## Task statement
Each line below should be set down again unchanged.

## Record excerpts
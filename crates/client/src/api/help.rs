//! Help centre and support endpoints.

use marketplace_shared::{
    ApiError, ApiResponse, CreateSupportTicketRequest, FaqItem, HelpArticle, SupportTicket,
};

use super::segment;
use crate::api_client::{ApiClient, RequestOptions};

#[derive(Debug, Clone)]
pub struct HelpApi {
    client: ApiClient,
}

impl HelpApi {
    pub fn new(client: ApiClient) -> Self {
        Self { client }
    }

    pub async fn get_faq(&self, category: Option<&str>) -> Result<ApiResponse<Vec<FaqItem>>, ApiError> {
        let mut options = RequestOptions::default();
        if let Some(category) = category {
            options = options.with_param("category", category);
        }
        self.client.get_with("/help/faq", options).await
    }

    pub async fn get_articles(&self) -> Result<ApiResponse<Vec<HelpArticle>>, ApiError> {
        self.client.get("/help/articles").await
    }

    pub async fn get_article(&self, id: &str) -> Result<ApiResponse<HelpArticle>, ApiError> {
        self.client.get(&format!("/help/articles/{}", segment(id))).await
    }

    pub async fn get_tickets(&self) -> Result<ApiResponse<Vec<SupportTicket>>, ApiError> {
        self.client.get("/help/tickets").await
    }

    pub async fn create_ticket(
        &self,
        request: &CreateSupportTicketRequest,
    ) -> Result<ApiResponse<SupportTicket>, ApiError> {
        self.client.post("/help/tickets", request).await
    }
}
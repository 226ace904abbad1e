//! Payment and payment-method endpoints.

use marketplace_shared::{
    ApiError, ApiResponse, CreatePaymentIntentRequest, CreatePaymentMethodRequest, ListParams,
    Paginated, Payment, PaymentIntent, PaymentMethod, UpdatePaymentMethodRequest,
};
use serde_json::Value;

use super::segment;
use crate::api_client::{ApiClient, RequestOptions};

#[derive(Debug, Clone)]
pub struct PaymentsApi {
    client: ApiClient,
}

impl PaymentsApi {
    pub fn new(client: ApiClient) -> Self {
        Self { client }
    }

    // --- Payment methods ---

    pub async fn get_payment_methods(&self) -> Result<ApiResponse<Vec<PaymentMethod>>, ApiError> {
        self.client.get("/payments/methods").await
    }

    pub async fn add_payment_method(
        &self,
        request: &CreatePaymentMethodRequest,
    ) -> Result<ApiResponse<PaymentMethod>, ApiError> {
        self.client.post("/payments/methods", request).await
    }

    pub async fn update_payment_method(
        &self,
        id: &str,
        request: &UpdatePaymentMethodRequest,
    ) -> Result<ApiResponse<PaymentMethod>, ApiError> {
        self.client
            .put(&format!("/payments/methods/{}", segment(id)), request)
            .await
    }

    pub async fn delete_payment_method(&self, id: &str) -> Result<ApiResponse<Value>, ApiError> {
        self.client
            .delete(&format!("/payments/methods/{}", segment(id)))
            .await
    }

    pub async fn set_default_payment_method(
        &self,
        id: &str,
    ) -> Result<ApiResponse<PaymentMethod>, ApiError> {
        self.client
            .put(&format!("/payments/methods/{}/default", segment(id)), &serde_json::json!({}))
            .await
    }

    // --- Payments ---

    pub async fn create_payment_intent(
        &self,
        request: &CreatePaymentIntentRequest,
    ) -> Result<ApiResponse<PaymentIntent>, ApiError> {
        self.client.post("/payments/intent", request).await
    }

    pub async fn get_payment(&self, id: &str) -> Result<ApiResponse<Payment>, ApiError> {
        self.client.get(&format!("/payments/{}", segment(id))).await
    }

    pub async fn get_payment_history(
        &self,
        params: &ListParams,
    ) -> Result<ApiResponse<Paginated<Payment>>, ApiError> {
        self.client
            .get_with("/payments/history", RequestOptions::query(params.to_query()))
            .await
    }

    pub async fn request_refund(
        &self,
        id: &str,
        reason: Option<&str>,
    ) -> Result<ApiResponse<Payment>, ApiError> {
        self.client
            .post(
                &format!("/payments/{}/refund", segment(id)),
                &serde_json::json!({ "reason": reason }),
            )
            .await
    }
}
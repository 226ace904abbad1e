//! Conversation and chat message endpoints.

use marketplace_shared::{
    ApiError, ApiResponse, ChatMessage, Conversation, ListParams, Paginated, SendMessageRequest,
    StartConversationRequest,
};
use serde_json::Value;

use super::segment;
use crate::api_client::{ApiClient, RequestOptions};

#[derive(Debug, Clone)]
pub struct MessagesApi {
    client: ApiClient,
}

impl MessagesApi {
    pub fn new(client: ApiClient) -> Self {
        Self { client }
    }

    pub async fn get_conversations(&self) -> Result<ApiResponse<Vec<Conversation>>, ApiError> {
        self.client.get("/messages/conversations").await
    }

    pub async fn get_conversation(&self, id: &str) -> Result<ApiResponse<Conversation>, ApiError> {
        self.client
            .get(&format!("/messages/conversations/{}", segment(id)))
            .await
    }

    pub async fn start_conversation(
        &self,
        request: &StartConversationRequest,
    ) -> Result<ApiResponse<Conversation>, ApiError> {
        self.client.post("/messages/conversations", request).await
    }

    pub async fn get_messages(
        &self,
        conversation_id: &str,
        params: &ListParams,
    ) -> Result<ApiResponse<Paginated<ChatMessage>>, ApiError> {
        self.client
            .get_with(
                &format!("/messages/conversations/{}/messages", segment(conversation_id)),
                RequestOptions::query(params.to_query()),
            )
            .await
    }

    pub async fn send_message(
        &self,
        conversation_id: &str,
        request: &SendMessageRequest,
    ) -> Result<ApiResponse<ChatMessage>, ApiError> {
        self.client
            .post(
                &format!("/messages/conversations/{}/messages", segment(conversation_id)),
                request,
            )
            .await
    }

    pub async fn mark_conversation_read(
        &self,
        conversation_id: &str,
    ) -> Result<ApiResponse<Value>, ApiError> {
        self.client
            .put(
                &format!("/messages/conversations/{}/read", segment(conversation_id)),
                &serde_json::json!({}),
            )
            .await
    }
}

## Task answer
filename crates/client/src/api/help.rs
//! Help centre and support endpoints.

use marketplace_shared::{
    ApiError, ApiResponse, CreateSupportTicketRequest, FaqItem, HelpArticle, SupportTicket,
};

use super::segment;
use crate::api_client::{ApiClient, RequestOptions};

#[derive(Debug, Clone)]
pub struct HelpApi {
    client: ApiClient,
}

impl HelpApi {
    pub fn new(client: ApiClient) -> Self {
        Self { client }
    }

    pub async fn get_faq(&self, category: Option<&str>) -> Result<ApiResponse<Vec<FaqItem>>, ApiError> {
        let mut options = RequestOptions::default();
        if let Some(category) = category {
            options = options.with_param("category", category);
        }
        self.client.get_with("/help/faq", options).await
    }

    pub async fn get_articles(&self) -> Result<ApiResponse<Vec<HelpArticle>>, ApiError> {
        self.client.get("/help/articles").await
    }

    pub async fn get_article(&self, id: &str) -> Result<ApiResponse<HelpArticle>, ApiError> {
        self.client.get(&format!("/help/articles/{}", segment(id))).await
    }

    pub async fn get_tickets(&self) -> Result<ApiResponse<Vec<SupportTicket>>, ApiError> {
        self.client.get("/help/tickets").await
    }

    pub async fn create_ticket(
        &self,
        request: &CreateSupportTicketRequest,
    ) -> Result<ApiResponse<SupportTicket>, ApiError> {
        self.client.post("/help/tickets", request).await
    }
}
repository 226ace904abbad1e
//! Payment and payment-method endpoints.

use marketplace_shared::{
    ApiError, ApiResponse, CreatePaymentIntentRequest, CreatePaymentMethodRequest, ListParams,
    Paginated, Payment, PaymentIntent, PaymentMethod, UpdatePaymentMethodRequest,
};
use serde_json::Value;

use super::segment;
use crate::api_client::{ApiClient, RequestOptions};

#[derive(Debug, Clone)]
pub struct PaymentsApi {
    client: ApiClient,
}

impl PaymentsApi {
    pub fn new(client: ApiClient) -> Self {
        Self { client }
    }

    // --- Payment methods ---

    pub async fn get_payment_methods(&self) -> Result<ApiResponse<Vec<PaymentMethod>>, ApiError> {
        self.client.get("/payments/methods").await
    }

    pub async fn add_payment_method(
        &self,
        request: &CreatePaymentMethodRequest,
    ) -> Result<ApiResponse<PaymentMethod>, ApiError> {
        self.client.post("/payments/methods", request).await
    }

    pub async fn update_payment_method(
        &self,
        id: &str,
        request: &UpdatePaymentMethodRequest,
    ) -> Result<ApiResponse<PaymentMethod>, ApiError> {
        self.client
            .put(&format!("/payments/methods/{}", segment(id)), request)
            .await
    }

    pub async fn delete_payment_method(&self, id: &str) -> Result<ApiResponse<Value>, ApiError> {
        self.client
            .delete(&format!("/payments/methods/{}", segment(id)))
            .await
    }

    pub async fn set_default_payment_method(
        &self,
        id: &str,
    ) -> Result<ApiResponse<PaymentMethod>, ApiError> {
        self.client
            .put(&format!("/payments/methods/{}/default", segment(id)), &serde_json::json!({}))
            .await
    }

    // --- Payments ---

    pub async fn create_payment_intent(
        &self,
        request: &CreatePaymentIntentRequest,
    ) -> Result<ApiResponse<PaymentIntent>, ApiError> {
        self.client.post("/payments/intent", request).await
    }

    pub async fn get_payment(&self, id: &str) -> Result<ApiResponse<Payment>, ApiError> {
        self.client.get(&format!("/payments/{}", segment(id))).await
    }

    pub async fn get_payment_history(
        &self,
        params: &ListParams,
    ) -> Result<ApiResponse<Paginated<Payment>>, ApiError> {
        self.client
            .get_with("/payments/history", RequestOptions::query(params.to_query()))
            .await
    }

    pub async fn request_refund(
        &self,
        id: &str,
        reason: Option<&str>,
    ) -> Result<ApiResponse<Payment>, ApiError> {
        self.client
            .post(
                &format!("/payments/{}/refund", segment(id)),
                &serde_json::json!({ "reason": reason }),
            )
            .await
    }
}
repository 226ace904abbad1e
//! Conversation and chat message endpoints.

use marketplace_shared::{
    ApiError, ApiResponse, ChatMessage, Conversation, ListParams, Paginated, SendMessageRequest,
    StartConversationRequest,
};
use serde_json::Value;

use super::segment;
use crate::api_client::{ApiClient, RequestOptions};

#[derive(Debug, Clone)]
pub struct MessagesApi {
    client: ApiClient,
}

impl MessagesApi {
    pub fn new(client: ApiClient) -> Self {
        Self { client }
    }

    pub async fn get_conversations(&self) -> Result<ApiResponse<Vec<Conversation>>, ApiError> {
        self.client.get("/messages/conversations").await
    }

    pub async fn get_conversation(&self, id: &str) -> Result<ApiResponse<Conversation>, ApiError> {
        self.client
            .get(&format!("/messages/conversations/{}", segment(id)))
            .await
    }

    pub async fn start_conversation(
        &self,
        request: &StartConversationRequest,
    ) -> Result<ApiResponse<Conversation>, ApiError> {
        self.client.post("/messages/conversations", request).await
    }

    pub async fn get_messages(
        &self,
        conversation_id: &str,
        params: &ListParams,
    ) -> Result<ApiResponse<Paginated<ChatMessage>>, ApiError> {
        self.client
            .get_with(
                &format!("/messages/conversations/{}/messages", segment(conversation_id)),
                RequestOptions::query(params.to_query()),
            )
            .await
    }

    pub async fn send_message(
        &self,
        conversation_id: &str,
        request: &SendMessageRequest,
    ) -> Result<ApiResponse<ChatMessage>, ApiError> {
        self.client
            .post(
                &format!("/messages/conversations/{}/messages", segment(conversation_id)),
                request,
            )
            .await
    }

    pub async fn mark_conversation_read(
        &self,
        conversation_id: &str,
    ) -> Result<ApiResponse<Value>, ApiError> {
        self.client
            .put(
                &format!("/messages/conversations/{}/read", segment(conversation_id)),
                &serde_json::json!({}),
            )
            .await
    }
}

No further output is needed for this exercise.